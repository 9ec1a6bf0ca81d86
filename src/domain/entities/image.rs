use std::{fmt, str::FromStr};

use chrono::{DateTime, Utc};
use serde::{Deserialize, Serialize};
use sqlx::types::Json;

use crate::{
    entities::{metadata::ImageMetadata, variant::{ImageVariant, VariantInfo}},
    errors::AppError,
};

// ───── Categories & status ─────────────────────────────────────────────

/// Upload directory an asset lives in, chosen from the multipart field name.
#[derive(Debug, Clone, Copy, PartialEq, Eq, Hash, Serialize, Deserialize)]
#[serde(rename_all = "lowercase")]
pub enum ImageCategory {
    Articles,
    Authors,
    Images,
}

impl ImageCategory {
    pub const ALL: [ImageCategory; 3] = [
        ImageCategory::Articles,
        ImageCategory::Authors,
        ImageCategory::Images,
    ];

    pub fn for_field(field_name: &str) -> Self {
        match field_name {
            "featuredImage" | "gallery" => ImageCategory::Articles,
            "avatar" => ImageCategory::Authors,
            _ => ImageCategory::Images,
        }
    }

    pub fn as_str(&self) -> &'static str {
        match self {
            ImageCategory::Articles => "articles",
            ImageCategory::Authors => "authors",
            ImageCategory::Images => "images",
        }
    }
}

impl FromStr for ImageCategory {
    type Err = AppError;

    fn from_str(s: &str) -> Result<Self, Self::Err> {
        match s {
            "articles" => Ok(ImageCategory::Articles),
            "authors" => Ok(ImageCategory::Authors),
            "images" => Ok(ImageCategory::Images),
            other => Err(AppError::InvalidInput(format!("Unknown image category: {}", other))),
        }
    }
}

impl fmt::Display for ImageCategory {
    fn fmt(&self, f: &mut fmt::Formatter<'_>) -> fmt::Result {
        f.write_str(self.as_str())
    }
}

/// Lifecycle of an asset's derived variants.
#[derive(Debug, Clone, Copy, PartialEq, Eq, Serialize, Deserialize)]
#[serde(rename_all = "snake_case")]
pub enum AssetStatus {
    Uploaded,
    VariantsPending,
    VariantsReady,
    ProcessingFailed,
}

impl AssetStatus {
    pub fn as_str(&self) -> &'static str {
        match self {
            AssetStatus::Uploaded => "uploaded",
            AssetStatus::VariantsPending => "variants_pending",
            AssetStatus::VariantsReady => "variants_ready",
            AssetStatus::ProcessingFailed => "processing_failed",
        }
    }
}

impl FromStr for AssetStatus {
    type Err = AppError;

    fn from_str(s: &str) -> Result<Self, Self::Err> {
        match s {
            "uploaded" => Ok(AssetStatus::Uploaded),
            "variants_pending" => Ok(AssetStatus::VariantsPending),
            "variants_ready" => Ok(AssetStatus::VariantsReady),
            "processing_failed" => Ok(AssetStatus::ProcessingFailed),
            other => Err(AppError::InternalError(format!("Unknown asset status: {}", other))),
        }
    }
}

// ───── Database Models ───────────────────────────────────────────────

#[derive(Debug, sqlx::FromRow)]
pub struct ImageAssetRow {
    pub filename: String,
    pub original_name: String,
    pub mime_type: String,
    pub size_bytes: i64,
    pub category: String,
    pub stored_path: String,
    pub width: Option<i32>,
    pub height: Option<i32>,
    pub status: String,
    pub variants: Json<Vec<ImageVariant>>,
    pub alt_text: String,
    pub title: String,
    pub description: String,
    pub caption: String,
    pub credit: String,
    pub copyright: String,
    pub tags: Vec<String>,
    pub uploaded_at: DateTime<Utc>,
    pub updated_at: DateTime<Utc>,
}

#[derive(Debug, Clone, Serialize)]
#[serde(rename_all = "camelCase")]
pub struct ImageAsset {
    pub filename: String,
    pub original_name: String,
    pub mime_type: String,
    pub size: u64,
    pub category: ImageCategory,
    #[serde(skip_serializing)]
    pub stored_path: String,
    pub width: Option<u32>,
    pub height: Option<u32>,
    pub status: AssetStatus,
    pub variants: Vec<ImageVariant>,
    pub metadata: ImageMetadata,
    pub uploaded_at: DateTime<Utc>,
    pub updated_at: DateTime<Utc>,
}

/// Row written by the upload intake once the original is on disk.
#[derive(Debug, Clone)]
pub struct NewImageAsset {
    pub filename: String,
    pub original_name: String,
    pub mime_type: String,
    pub size: u64,
    pub category: ImageCategory,
    pub stored_path: String,
    pub width: u32,
    pub height: u32,
    pub status: AssetStatus,
    pub uploaded_at: DateTime<Utc>,
}

impl NewImageAsset {
    pub fn into_asset(self) -> ImageAsset {
        ImageAsset {
            filename: self.filename,
            original_name: self.original_name,
            mime_type: self.mime_type,
            size: self.size,
            category: self.category,
            stored_path: self.stored_path,
            width: Some(self.width),
            height: Some(self.height),
            status: self.status,
            variants: Vec::new(),
            metadata: ImageMetadata::default(),
            uploaded_at: self.uploaded_at,
            updated_at: self.uploaded_at,
        }
    }
}

// ───── API Response Models ──────────────────────────────────────────

/// Shape returned by the upload endpoints for every stored file.
#[derive(Debug, Clone, Serialize, Deserialize)]
#[serde(rename_all = "camelCase")]
pub struct UploadedImage {
    pub filename: String,
    pub original_name: String,
    pub url: String,
    pub size: u64,
    pub mimetype: String,
}

#[derive(Debug, Serialize)]
#[serde(rename_all = "camelCase")]
pub struct ImageInfoResponse {
    pub filename: String,
    pub original_name: String,
    pub url: String,
    pub mime_type: String,
    pub size: u64,
    pub category: ImageCategory,
    pub width: Option<u32>,
    pub height: Option<u32>,
    pub status: AssetStatus,
    pub metadata: ImageMetadata,
    pub variants: Vec<VariantInfo>,
    pub uploaded_at: DateTime<Utc>,
    pub updated_at: DateTime<Utc>,
}

#[derive(Debug, Serialize)]
#[serde(rename_all = "camelCase")]
pub struct DeletedImage {
    pub filename: String,
    pub files_removed: usize,
}

#[derive(Debug, Clone, Serialize, sqlx::FromRow)]
#[serde(rename_all = "camelCase")]
pub struct CategoryStats {
    pub category: String,
    pub status: String,
    pub count: i64,
    pub total_bytes: i64,
}

#[derive(Debug, Serialize)]
#[serde(rename_all = "camelCase")]
pub struct StorageStats {
    pub indexed_files: usize,
    pub total_assets: i64,
    pub total_bytes: i64,
    pub breakdown: Vec<CategoryStats>,
}

// ───── Conversions ──────────────────────────────────────────────────

impl TryFrom<ImageAssetRow> for ImageAsset {
    type Error = AppError;

    fn try_from(row: ImageAssetRow) -> Result<Self, Self::Error> {
        Ok(ImageAsset {
            category: row.category.parse()?,
            status: row.status.parse()?,
            size: row.size_bytes.max(0) as u64,
            width: row.width.map(|w| w.max(0) as u32),
            height: row.height.map(|h| h.max(0) as u32),
            variants: row.variants.0,
            metadata: ImageMetadata {
                alt_text: row.alt_text,
                title: row.title,
                description: row.description,
                caption: row.caption,
                credit: row.credit,
                copyright: row.copyright,
                tags: row.tags,
            },
            filename: row.filename,
            original_name: row.original_name,
            mime_type: row.mime_type,
            stored_path: row.stored_path,
            uploaded_at: row.uploaded_at,
            updated_at: row.updated_at,
        })
    }
}

impl ImageAsset {
    pub fn public_url(&self, base_path: &str) -> String {
        public_url(base_path, self.category, &self.filename)
    }

    pub fn to_info_response(&self, base_path: &str) -> ImageInfoResponse {
        ImageInfoResponse {
            filename: self.filename.clone(),
            original_name: self.original_name.clone(),
            url: self.public_url(base_path),
            mime_type: self.mime_type.clone(),
            size: self.size,
            category: self.category,
            width: self.width,
            height: self.height,
            status: self.status,
            metadata: self.metadata.clone(),
            variants: self
                .variants
                .iter()
                .map(|v| v.to_info(self.size))
                .collect(),
            uploaded_at: self.uploaded_at,
            updated_at: self.updated_at,
        }
    }
}

pub fn public_url(base_path: &str, category: ImageCategory, filename: &str) -> String {
    format!("{}/{}/{}", base_path.trim_end_matches('/'), category, filename)
}

#[cfg(test)]
mod tests {
    use super::*;

    #[test]
    fn field_names_pick_their_directory() {
        assert_eq!(ImageCategory::for_field("featuredImage"), ImageCategory::Articles);
        assert_eq!(ImageCategory::for_field("gallery"), ImageCategory::Articles);
        assert_eq!(ImageCategory::for_field("avatar"), ImageCategory::Authors);
        assert_eq!(ImageCategory::for_field("image"), ImageCategory::Images);
        assert_eq!(ImageCategory::for_field("images"), ImageCategory::Images);
    }

    #[test]
    fn status_round_trips_through_text_column() {
        for status in [
            AssetStatus::Uploaded,
            AssetStatus::VariantsPending,
            AssetStatus::VariantsReady,
            AssetStatus::ProcessingFailed,
        ] {
            assert_eq!(status.as_str().parse::<AssetStatus>().unwrap(), status);
        }
    }

    #[test]
    fn public_url_tolerates_trailing_slash() {
        assert_eq!(
            public_url("/uploads/", ImageCategory::Authors, "avatar-1-2.png"),
            "/uploads/authors/avatar-1-2.png"
        );
    }
}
# # # # # # #
Scan the listing above for the word "other" and copy every line that holds it.

Answer section:
            other => Err(AppError::InvalidInput(format!("Unknown image category: {}", other))),
            other => Err(AppError::InternalError(format!("Unknown asset status: {}", other))),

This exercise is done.